There are many source separation datasets available to use for modeling training such as, [**Slakh2100**](http://www.slakh.com/). One of the most popular 4-stem MSS datasets is [**MUSDB18**](https://sigsep.github.io/datasets/musdb.html#musdb18-compressed-stems), which contains 150 full length audio tracks. Even those datasets which advertise a larger variety of stems, such as [**MoisesDB**](https://github.com/moises-ai/moises-db), are focused on Eurocentric instruments. Creating new MSS datasets is challenging due to the time and monetary cost required to record and mix high-quality stems, thus the lack of diversity in instrumentation is expected. Prior to investing significant resources into constructing new datasets, we investigate the feasibility of building an MSS system by artificially creating mixtures featuring an existing non-Western dataset.

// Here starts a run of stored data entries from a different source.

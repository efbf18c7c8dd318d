//! GeoJSON rendering of areas, blocks and stations

use crate::dto::*;
use serde_json::{json, Value};
use std::collections::BTreeMap;

/// Reduce a stored boundary to a bare geometry object
fn geometry_of(boundary: &Value) -> Option<Value> {
    match boundary.get("type").and_then(Value::as_str)? {
        "Feature" => boundary.get("geometry").filter(|g| !g.is_null()).cloned(),
        "FeatureCollection" => {
            let geometries: Vec<Value> = boundary
                .get("features")?
                .as_array()?
                .iter()
                .filter_map(geometry_of)
                .collect();
            Some(json!({ "type": "GeometryCollection", "geometries": geometries }))
        }
        _ => Some(boundary.clone()),
    }
}

fn feature(geometry: Option<Value>, properties: Value) -> Value {
    json!({
        "type": "Feature",
        "geometry": geometry.unwrap_or(Value::Null),
        "properties": properties,
    })
}

pub fn feature_collection(features: Vec<Value>) -> Value {
    json!({ "type": "FeatureCollection", "features": features })
}

pub fn area_feature(area: &AreaDto) -> Value {
    feature(
        area.geojson_boundary.as_ref().and_then(geometry_of),
        json!({
            "featureType": "area",
            "id": area.id,
            "contractorId": area.contractor_id,
            "name": area.name,
            "totalAreaSizeKm2": area.total_area_size_km2,
            "allocationDate": area.allocation_date,
            "expiryDate": area.expiry_date,
        }),
    )
}

pub fn block_feature(block: &BlockDto) -> Value {
    feature(
        block.geojson_boundary.as_ref().and_then(geometry_of),
        json!({
            "featureType": "block",
            "id": block.id,
            "areaId": block.area_id,
            "name": block.name,
            "status": block.status,
            "areaSizeKm2": block.area_size_km2,
        }),
    )
}

pub fn station_feature(station: &StationNode) -> Value {
    let s = &station.station;
    feature(
        Some(json!({ "type": "Point", "coordinates": [s.longitude, s.latitude] })),
        json!({
            "featureType": "station",
            "id": s.id,
            "cruiseId": s.cruise_id,
            "blockId": s.block_id,
            "code": s.code,
            "stationType": s.station_type,
            "sampleCount": station.samples.len(),
        }),
    )
}

/// Areas, then blocks, then stations
pub fn map_data_to_geojson(data: &MapData) -> Value {
    let areas: Vec<&AreaNode> = data.contractors.iter().flat_map(|c| &c.areas).collect();

    let mut features: Vec<Value> = areas.iter().map(|a| area_feature(&a.area)).collect();
    features.extend(areas.iter().flat_map(|a| &a.blocks).map(block_feature));
    features.extend(
        data.cruises
            .iter()
            .flat_map(|c| &c.stations)
            .map(station_feature),
    );

    feature_collection(features)
}

/// Count features per `featureType`
pub fn feature_counts(collection: &Value) -> BTreeMap<String, usize> {
    let mut counts = BTreeMap::new();
    let features = collection
        .get("features")
        .and_then(Value::as_array)
        .map(Vec::as_slice)
        .unwrap_or_default();

    for f in features {
        let kind = f
            .pointer("/properties/featureType")
            .and_then(Value::as_str)
            .unwrap_or("unknown");
        *counts.entry(kind.to_string()).or_insert(0) += 1;
    }

    counts
}

#[cfg(test)]
mod tests {
    use super::*;

    fn area(boundary: Option<Value>) -> AreaDto {
        AreaDto {
            id: 6,
            contractor_id: 6,
            name: "Mid-Atlantic Ridge Sulphide Area".into(),
            center_lat: 19.5,
            center_lon: -45.0,
            total_area_size_km2: 10000.0,
            geojson_boundary: boundary,
            allocation_date: None,
            expiry_date: None,
        }
    }

    fn polygon() -> Value {
        json!({ "type": "Polygon", "coordinates": [[[-46.0, 12.0], [-44.0, 12.0], [-44.0, 27.0], [-46.0, 27.0], [-46.0, 12.0]]] })
    }

    #[test]
    fn test_feature_boundary_is_unwrapped() {
        let wrapped = json!({ "type": "Feature", "geometry": polygon(), "properties": {} });
        let f = area_feature(&area(Some(wrapped)));
        assert_eq!(f["geometry"], polygon());
        assert_eq!(f["properties"]["featureType"], "area");
        assert_eq!(f["properties"]["contractorId"], 6);
    }

    #[test]
    fn test_missing_boundary_has_null_geometry() {
        let f = area_feature(&area(None));
        assert!(f["geometry"].is_null());
    }

    #[test]
    fn test_feature_collection_boundary_becomes_geometry_collection() {
        let fc = json!({ "type": "FeatureCollection", "features": [
            { "type": "Feature", "geometry": polygon(), "properties": {} },
            { "type": "Feature", "geometry": null, "properties": {} }
        ]});
        let f = area_feature(&area(Some(fc)));
        assert_eq!(f["geometry"]["type"], "GeometryCollection");
        assert_eq!(f["geometry"]["geometries"].as_array().unwrap().len(), 1);
    }

    #[test]
    fn test_station_point_is_lon_lat() {
        let node = StationNode {
            station: StationDto {
                id: 9,
                cruise_id: 7,
                block_id: Some(6),
                code: "TAG-ST01".into(),
                station_type: None,
                latitude: 26.137,
                longitude: -44.826,
            },
            ctd_data: vec![],
            samples: vec![],
        };
        let f = station_feature(&node);
        assert_eq!(f["geometry"]["coordinates"], json!([-44.826, 26.137]));
        assert_eq!(f["properties"]["blockId"], 6);
    }

    #[test]
    fn test_collection_counts_by_type() {
        let data = MapData {
            contractors: vec![],
            cruises: vec![],
            summary: MapDataSummary::default(),
        };
        let fc = map_data_to_geojson(&data);
        assert_eq!(fc["type"], "FeatureCollection");
        assert!(feature_counts(&fc).is_empty());

        let fc = feature_collection(vec![area_feature(&area(None)), area_feature(&area(None))]);
        assert_eq!(feature_counts(&fc)["area"], 2);

        let stray = json!({ "type": "FeatureCollection", "features": [{ "type": "Feature" }] });
        assert_eq!(
            feature_counts(&stray).into_iter().collect::<Vec<_>>(),
            vec![("unknown".to_string(), 1)]
        );
    }
}
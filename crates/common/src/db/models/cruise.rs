//! Research cruise

use sea_orm::entity::prelude::*;
use serde::{Deserialize, Serialize};

#[derive(Clone, Debug, PartialEq, Eq, DeriveEntityModel, Serialize, Deserialize)]
#[sea_orm(table_name = "cruises")]
pub struct Model {
    #[sea_orm(primary_key)]
    pub id: i32,

    pub contractor_id: i32,

    #[sea_orm(column_type = "Text")]
    pub name: String,

    #[sea_orm(column_type = "Text", nullable)]
    pub research_vessel: Option<String>,

    pub start_date: Date,

    pub end_date: Option<Date>,
}

impl Model {
    /// Inclusive length of the cruise in days; an open-ended cruise counts one day
    pub fn expedition_days(&self) -> i64 {
        match self.end_date {
            Some(end) if end >= self.start_date => (end - self.start_date).num_days() + 1,
            _ => 1,
        }
    }
}

#[derive(Copy, Clone, Debug, EnumIter, DeriveRelation)]
pub enum Relation {
    #[sea_orm(
        belongs_to = "super::contractor::Entity",
        from = "Column::ContractorId",
        to = "super::contractor::Column::Id",
        on_delete = "Cascade"
    )]
    Contractor,

    #[sea_orm(has_many = "super::station::Entity")]
    Stations,
}

impl Related<super::contractor::Entity> for Entity {
    fn to() -> RelationDef {
        Relation::Contractor.def()
    }
}

impl Related<super::station::Entity> for Entity {
    fn to() -> RelationDef {
        Relation::Stations.def()
    }
}

impl ActiveModelBehavior for ActiveModel {}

We choose to use the [**Brazilian Rhythmic Instruments Dataset**](https://zenodo.org/records/14051323), a dataset typically used in the context of beat tracking. For this demo, we elected to set the _surdo_ as our target source to separate from the mixture. The surdo is a large tom-like drum which plays a distinctive pattern repeated throughout the piece. This trait, plus its distinctive low-pitched timbre, makes it an easier target compared to the other percussion instruments.

#### Libraries

In [None]:
import os
import numpy as np
from tqdm import tqdm
from datetime import datetime
import pickle
import random

import torch
from torch.utils.data import DataLoader

from spectrogram import generate_spectrograms
from unet import UNet
from dataset import SeparationDataset
from utils import plot_loss, Spec2Audio
from separate import separate

from IPython.display import Audio

### SynBRID Dataset

For this task, we artificially generated our own mixtures by combining BRID solo tracks to create `syn_brid`. In total, we generated 100 mixtures for training, 10 for validation, and 30 for testing. For each song, we provide the mix (`mixture.wav`) and the surdo stem (`surdo.wav`).

In [None]:
import tarfile

# extract .wav files from syn_brid.tar.gz
# open file
if not os.path.isdir('syn_brid/'):
    with tarfile.open('syn_brid.tar.gz') as f:
        # extract compressed files
        f.extractall('./')

### Data Preprocessing

The source separation model is built using the magnitude spectrograms of the mixture and stem. For computational efficiency, we use a low sample rate.

In [None]:
SAMPLE_RATE = 8192
FFT_SIZE = 1024
HOP_SIZE = 768
PATCH_SIZE = 128

TARGET_SOURCE = "surdo"

In [None]:
# generate the spectrograms for each fold of the dataset
print("\n>>> TRAINING DATA <<<")
generate_spectrograms('./syn_brid/train', './spec/train', TARGET_SOURCE, SAMPLE_RATE, FFT_SIZE, HOP_SIZE)
print("\n>>> VALIDATION DATA <<<")
generate_spectrograms('./syn_brid/val', './spec/val', TARGET_SOURCE, SAMPLE_RATE, FFT_SIZE, HOP_SIZE)
print("\n>>> TESTING DATA <<<")
generate_spectrograms('./syn_brid/test', './spec/test', TARGET_SOURCE, SAMPLE_RATE, FFT_SIZE, HOP_SIZE)

### Test the Base Model

We pretrained the source separation model on the _bass_ stem from the MUSDB dataset with a learning rate of `1e-4` and 1000 epochs. Let's listen to what it sounds like if we use the bass (base) model directly on our SynBRID mixtures to try and separate the surdo.

In [None]:
DEVICE_TYPE = "cuda"
IN_CHANNELS = 1

In [None]:
DEVICE = torch.device(DEVICE_TYPE)

In [None]:
print("Loading base model...")
# initialize model
base_model = UNet(IN_CHANNELS)
# load weights
bass_weights = torch.load('best_weights_bass.pth', weights_only=True)
base_model.load_state_dict(bass_weights)
print("Base model loaded succesfully!")

In [None]:
# set a seed to choose a random mixture from the test set
test_seed = 14
random.seed(test_seed)
files = [f for f in os.listdir('./syn_brid/test') if not f.startswith('.')]
test_mixture = os.path.join('syn_brid', 'test', random.choice(files), 'mixture.wav')

In [None]:
stem = separate(test_mixture, base_model, DEVICE, FFT_SIZE, HOP_SIZE, SAMPLE_RATE, PATCH_SIZE)

In [None]:
Audio(stem, rate=SAMPLE_RATE)

Hmmm not too great... can we do better?

### Fine-tuning the Base Model

_Fine-tuning_ is a _transfer learning_ method where "tune" (or adjust) the weights of the pretrained model to work on new data. When you fine-tune, you have the option of continuing to train all of the parameters on new data or "freeze" the earlier layers so that the initial feature extraction remains the same.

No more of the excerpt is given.